Below are records; count how many of their lines contain the string "debug", and give only that number.
[Input data — start]
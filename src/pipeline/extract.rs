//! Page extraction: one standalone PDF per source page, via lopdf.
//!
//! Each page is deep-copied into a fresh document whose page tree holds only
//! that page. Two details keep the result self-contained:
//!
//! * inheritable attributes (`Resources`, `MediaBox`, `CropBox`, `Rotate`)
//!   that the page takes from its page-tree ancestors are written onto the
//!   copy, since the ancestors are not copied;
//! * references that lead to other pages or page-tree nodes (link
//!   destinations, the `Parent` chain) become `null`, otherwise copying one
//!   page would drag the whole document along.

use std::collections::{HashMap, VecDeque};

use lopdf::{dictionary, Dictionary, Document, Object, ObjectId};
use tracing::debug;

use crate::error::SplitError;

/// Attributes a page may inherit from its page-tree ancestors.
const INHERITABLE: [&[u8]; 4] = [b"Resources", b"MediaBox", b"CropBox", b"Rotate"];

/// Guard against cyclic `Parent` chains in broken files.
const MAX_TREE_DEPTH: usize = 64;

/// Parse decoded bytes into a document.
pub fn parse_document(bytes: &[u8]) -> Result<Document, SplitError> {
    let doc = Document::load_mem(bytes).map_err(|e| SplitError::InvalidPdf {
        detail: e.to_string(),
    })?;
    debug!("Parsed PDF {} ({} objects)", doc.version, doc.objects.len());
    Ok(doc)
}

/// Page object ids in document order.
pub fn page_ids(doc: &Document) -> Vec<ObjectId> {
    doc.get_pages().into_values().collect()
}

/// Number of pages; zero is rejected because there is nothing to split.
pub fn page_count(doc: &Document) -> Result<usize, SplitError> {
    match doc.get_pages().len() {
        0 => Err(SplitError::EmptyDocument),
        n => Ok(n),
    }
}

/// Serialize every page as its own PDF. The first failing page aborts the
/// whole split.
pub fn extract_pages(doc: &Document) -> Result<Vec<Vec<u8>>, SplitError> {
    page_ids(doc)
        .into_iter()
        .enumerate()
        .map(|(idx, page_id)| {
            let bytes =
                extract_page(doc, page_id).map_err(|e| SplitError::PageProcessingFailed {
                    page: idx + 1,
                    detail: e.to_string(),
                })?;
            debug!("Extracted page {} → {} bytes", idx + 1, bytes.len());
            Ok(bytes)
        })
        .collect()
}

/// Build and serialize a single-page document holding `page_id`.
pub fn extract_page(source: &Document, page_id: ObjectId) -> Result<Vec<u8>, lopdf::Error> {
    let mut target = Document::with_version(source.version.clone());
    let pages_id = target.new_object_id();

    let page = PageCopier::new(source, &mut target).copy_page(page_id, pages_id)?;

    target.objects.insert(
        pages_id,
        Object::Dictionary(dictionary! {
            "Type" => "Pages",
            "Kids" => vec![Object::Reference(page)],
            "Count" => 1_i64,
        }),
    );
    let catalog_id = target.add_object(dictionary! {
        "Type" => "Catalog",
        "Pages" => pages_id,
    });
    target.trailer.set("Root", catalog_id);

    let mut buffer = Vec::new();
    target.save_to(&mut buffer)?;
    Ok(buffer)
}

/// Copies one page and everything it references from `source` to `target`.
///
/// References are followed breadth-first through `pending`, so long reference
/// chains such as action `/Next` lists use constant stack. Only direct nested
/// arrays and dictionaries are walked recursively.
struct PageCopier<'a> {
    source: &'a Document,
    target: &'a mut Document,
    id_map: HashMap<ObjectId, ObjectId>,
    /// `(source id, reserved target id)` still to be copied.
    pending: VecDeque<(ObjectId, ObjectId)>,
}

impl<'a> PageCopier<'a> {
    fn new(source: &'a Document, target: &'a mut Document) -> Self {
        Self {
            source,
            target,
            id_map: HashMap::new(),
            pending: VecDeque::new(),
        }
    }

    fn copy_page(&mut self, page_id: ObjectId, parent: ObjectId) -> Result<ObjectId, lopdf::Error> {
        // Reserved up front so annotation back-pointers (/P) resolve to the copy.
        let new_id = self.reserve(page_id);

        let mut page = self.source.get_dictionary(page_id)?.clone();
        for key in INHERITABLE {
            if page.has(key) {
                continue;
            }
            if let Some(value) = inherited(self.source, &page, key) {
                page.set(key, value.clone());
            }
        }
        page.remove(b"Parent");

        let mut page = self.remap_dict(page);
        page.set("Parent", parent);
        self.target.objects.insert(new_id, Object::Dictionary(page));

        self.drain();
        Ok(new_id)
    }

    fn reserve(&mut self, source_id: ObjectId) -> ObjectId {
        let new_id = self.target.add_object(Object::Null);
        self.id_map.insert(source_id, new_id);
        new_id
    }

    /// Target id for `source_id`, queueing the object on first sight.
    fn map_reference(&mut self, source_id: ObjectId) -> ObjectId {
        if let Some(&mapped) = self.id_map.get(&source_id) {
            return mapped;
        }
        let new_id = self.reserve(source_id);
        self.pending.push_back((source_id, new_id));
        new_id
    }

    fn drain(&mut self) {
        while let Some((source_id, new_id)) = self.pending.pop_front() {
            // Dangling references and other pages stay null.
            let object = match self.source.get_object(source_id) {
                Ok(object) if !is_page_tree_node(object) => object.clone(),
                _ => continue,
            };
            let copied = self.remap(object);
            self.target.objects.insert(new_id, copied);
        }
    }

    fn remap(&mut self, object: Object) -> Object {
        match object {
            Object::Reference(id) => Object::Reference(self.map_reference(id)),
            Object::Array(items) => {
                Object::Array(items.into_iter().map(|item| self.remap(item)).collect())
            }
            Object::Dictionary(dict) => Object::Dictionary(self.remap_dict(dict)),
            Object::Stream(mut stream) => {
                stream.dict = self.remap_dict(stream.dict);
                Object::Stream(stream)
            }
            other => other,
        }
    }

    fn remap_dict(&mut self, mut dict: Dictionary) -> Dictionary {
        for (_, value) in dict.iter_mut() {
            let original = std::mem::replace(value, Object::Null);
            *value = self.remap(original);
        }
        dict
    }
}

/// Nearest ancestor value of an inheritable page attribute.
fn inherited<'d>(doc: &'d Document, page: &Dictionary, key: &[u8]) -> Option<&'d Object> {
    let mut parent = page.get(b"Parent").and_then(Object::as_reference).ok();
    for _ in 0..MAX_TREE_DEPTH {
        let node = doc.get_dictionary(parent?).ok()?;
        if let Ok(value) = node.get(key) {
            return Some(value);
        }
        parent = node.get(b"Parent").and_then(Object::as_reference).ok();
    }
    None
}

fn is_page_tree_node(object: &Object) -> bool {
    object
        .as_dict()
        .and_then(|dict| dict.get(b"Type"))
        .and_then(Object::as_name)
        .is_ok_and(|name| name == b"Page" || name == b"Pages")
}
[Input data — finish]
[Input data — start]
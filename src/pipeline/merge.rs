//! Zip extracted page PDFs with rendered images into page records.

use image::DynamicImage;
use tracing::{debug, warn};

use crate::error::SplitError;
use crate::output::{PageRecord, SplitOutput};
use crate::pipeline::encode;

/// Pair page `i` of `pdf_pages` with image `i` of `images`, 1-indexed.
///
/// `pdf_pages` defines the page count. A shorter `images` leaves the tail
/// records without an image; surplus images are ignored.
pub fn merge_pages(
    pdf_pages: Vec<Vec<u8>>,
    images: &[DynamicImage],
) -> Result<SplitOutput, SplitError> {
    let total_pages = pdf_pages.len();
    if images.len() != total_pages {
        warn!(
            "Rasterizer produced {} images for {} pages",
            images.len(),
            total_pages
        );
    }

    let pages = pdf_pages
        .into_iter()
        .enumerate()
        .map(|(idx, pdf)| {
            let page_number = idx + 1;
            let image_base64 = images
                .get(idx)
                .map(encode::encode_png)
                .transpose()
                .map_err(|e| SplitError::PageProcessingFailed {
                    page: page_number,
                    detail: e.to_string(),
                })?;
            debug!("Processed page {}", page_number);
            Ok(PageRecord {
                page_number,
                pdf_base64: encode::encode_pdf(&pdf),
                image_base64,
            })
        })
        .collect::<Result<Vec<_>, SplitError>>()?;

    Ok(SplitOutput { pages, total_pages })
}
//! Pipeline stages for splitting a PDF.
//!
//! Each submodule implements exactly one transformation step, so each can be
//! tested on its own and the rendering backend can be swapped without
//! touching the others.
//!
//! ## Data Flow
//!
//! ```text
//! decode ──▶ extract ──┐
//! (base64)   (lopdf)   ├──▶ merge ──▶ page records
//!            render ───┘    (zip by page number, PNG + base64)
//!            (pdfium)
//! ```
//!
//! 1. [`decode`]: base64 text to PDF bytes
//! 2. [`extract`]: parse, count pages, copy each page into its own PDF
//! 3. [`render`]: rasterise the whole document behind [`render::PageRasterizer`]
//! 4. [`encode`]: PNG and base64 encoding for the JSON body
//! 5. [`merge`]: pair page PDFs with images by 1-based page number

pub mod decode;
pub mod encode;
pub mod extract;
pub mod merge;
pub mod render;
[Input data — finish]
■ **Reply**: 5